27

 凪は車に詰められて目隠しされたあと、どこかの建物へ移動させられた。


 彼らの声や足音が遠くまで反響して聞こえる。どうやら広い空間のようだ。


「耳の裏に小型のイヤホンマイクが張り付いてたんで剥がしておきました。パンツも脱がせて確認しましたが、それ以外のヤバそうなもんはないっす」テープで縛られた後ろ手を掴んでいる男が言う。おそらく銀髪だ。


「んそ、とりあえずこの椅子に座らせて。あと火」続いて坊主頭の声。


 背後の男に腕を引っ張られ、無理やり着席させられる。ひやりとした金属のパーツが直接肌に触れた。服を脱がされたからだ。

 ベタついた何かを巻きつけられ、体が椅子に固定されていく。おそらく後ろ手を縛っているものと同じテープだろう。

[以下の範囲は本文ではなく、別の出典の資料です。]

// Facade for API module; delegates to submodules under src/api/

use std::path::{Path, PathBuf};

use crate::adapters::{LockManager, NullOutcomeSink, OutcomeSink};
use crate::fs::{BackupStore, FsBackupStore};
use crate::logging::{AuditSink, FactsEmitter};
use crate::policy::Policy;
use crate::rules::RuleSet;
use crate::types::{Batch, Priority, RollbackReport, RunReport, Violation};

mod admission;
mod batch;
mod builder;
mod context;
pub mod errors;
mod plan;
mod rollback;
mod run;
mod seen;

pub use builder::MendyardBuilder;

/// Per-run admission knobs.
#[derive(Clone, Debug, Default)]
pub struct RunOptions {
    /// Dispatch at most this many batches (after filtering).
    pub max_batches: Option<usize>,
    /// Only dispatch batches of this priority.
    pub priority_filter: Option<Priority>,
    /// Reuse a caller-chosen run id instead of generating one.
    pub run_id: Option<String>,
}

pub struct Mendyard<E: FactsEmitter, A: AuditSink> {
    facts: E,
    audit: A,
    policy: Policy,
    workspace: PathBuf,
    rules: RuleSet,
    backup: Box<dyn BackupStore>,
    sink: Box<dyn OutcomeSink>,
    lock: Option<Box<dyn LockManager>>, // None in tests; the CLI always installs one
}

impl<E: FactsEmitter, A: AuditSink> Mendyard<E, A> {
    /// New orchestrator over `workspace` with the built-in rules, a filesystem backup
    /// store at `policy.backup_root(workspace)`, and no outcome persistence.
    pub fn new(facts: E, audit: A, policy: Policy, workspace: impl Into<PathBuf>) -> Self {
        let workspace = workspace.into();
        let backup = FsBackupStore::new(
            &workspace,
            policy.backup_root(&workspace),
            policy.backup.tag.clone(),
        );
        Self {
            facts,
            audit,
            policy,
            workspace,
            rules: RuleSet::builtin(),
            backup: Box::new(backup),
            sink: Box::new(NullOutcomeSink),
            lock: None,
        }
    }

    pub fn with_rules(mut self, rules: RuleSet) -> Self {
        self.rules = rules;
        self
    }

    pub fn with_backup_store(mut self, store: Box<dyn BackupStore>) -> Self {
        self.backup = store;
        self
    }

    pub fn with_outcome_sink(mut self, sink: Box<dyn OutcomeSink>) -> Self {
        self.sink = sink;
        self
    }

    pub fn with_lock_manager(mut self, lock: Box<dyn LockManager>) -> Self {
        self.lock = Some(lock);
        self
    }

    pub fn policy(&self) -> &Policy {
        &self.policy
    }

    pub fn workspace(&self) -> &Path {
        &self.workspace
    }

    /// Turn a flat violation list into batches in dispatch order.
    pub fn plan(&self, violations: Vec<Violation>) -> Vec<Batch> {
        plan::build(self, violations)
    }

    /// Remediate `batches` on the worker pool.
    ///
    /// A report is produced whenever the run got as far as dispatching, including
    /// when the circuit breaker halted it early.
    ///
    /// # Errors
    ///
    /// `PolicyViolation` for an invalid policy, `LockingTimeout` when another run
    /// holds the workspace, `WorkerPool` when threads cannot be spawned, and
    /// `RestoreFailed` (carrying the partial report) when a rollback could not be
    /// completed.
    pub fn run(&self, batches: Vec<Batch>, opts: RunOptions) -> Result<RunReport, errors::ApiError> {
        run::run(self, batches, opts)
    }

    /// Restore every resource touched by `run_id` from its earliest snapshot.
    ///
    /// # Errors
    ///
    /// Fails when the lock cannot be taken or the backup tree cannot be listed.
    /// Individual restore failures are reported in `RollbackReport::errors`.
    pub fn rollback_run(&self, run_id: &str) -> Result<RollbackReport, errors::ApiError> {
        rollback::rollback_run(self, run_id)
    }
}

 そうして身動きが取れなくなった所で、目隠しが外された。


 広く薄暗い空間、高い天井、錆びた壁、積まれたコンテナ──どこかの倉庫のようだ。開いたシャッターの向こうに海が見える。それを背にして、目の前で坊主頭が煙草をくゆらせていた。


 流れてきた煙が顔にかかる。嫌いな臭いだ。


「女のhIEは?」坊主頭が銀髪に聞く。

「一旦奥の部屋に置いてます」

「そか。社長がその機体の性的サービス機能の有無を調べておけだと。チェック用のコード表示誤魔化してるかもだからちゃんと指突っ込んで確認しろってさ。謎」

「はぁ」

「や、やめろ!」


 思わず声が出た。坊主頭の視線がこちらを向く。奇怪なものを見るような目だ。


「……え、何? お前もしかしてアンドロイドガチ恋男なの……? その顔だったらいくらでも生の女食えるだろうに……もったいな」


「何とでも言えよ! あいつにこれ以上何かしたら殺してやる」


「なるほどね」坊主頭は無精髭が散らばった口をニヤつかせた。「石塚! ダッチワイフに一発ぶっかけとけ!」デカい声と一緒に飛んだ唾が体にかかる。


「やめろって言ってんだろ!」


 殺してやりたい──凪は歯を強く噛み締めた。縛られた体に殺意が飽和していく。

 坊主頭はにやけたままこちらに視線を戻し、


「じゃあ喋れ」


「……」


 話せない。星野や晴香を売れない。


 それだけじゃない。


 体の内側が燃やされるような感覚の中で思う──この状況に絶対屈してはいけない。

 もうマナに傷一つだって付けたくない。本当は、安全な場所に置いてその穏やかな笑顔を守っていたい。

 でも、彼女にはその命よりも大切な目的がある──マナやアカネのような存在が、もう二度と生み出されないようにすることだ。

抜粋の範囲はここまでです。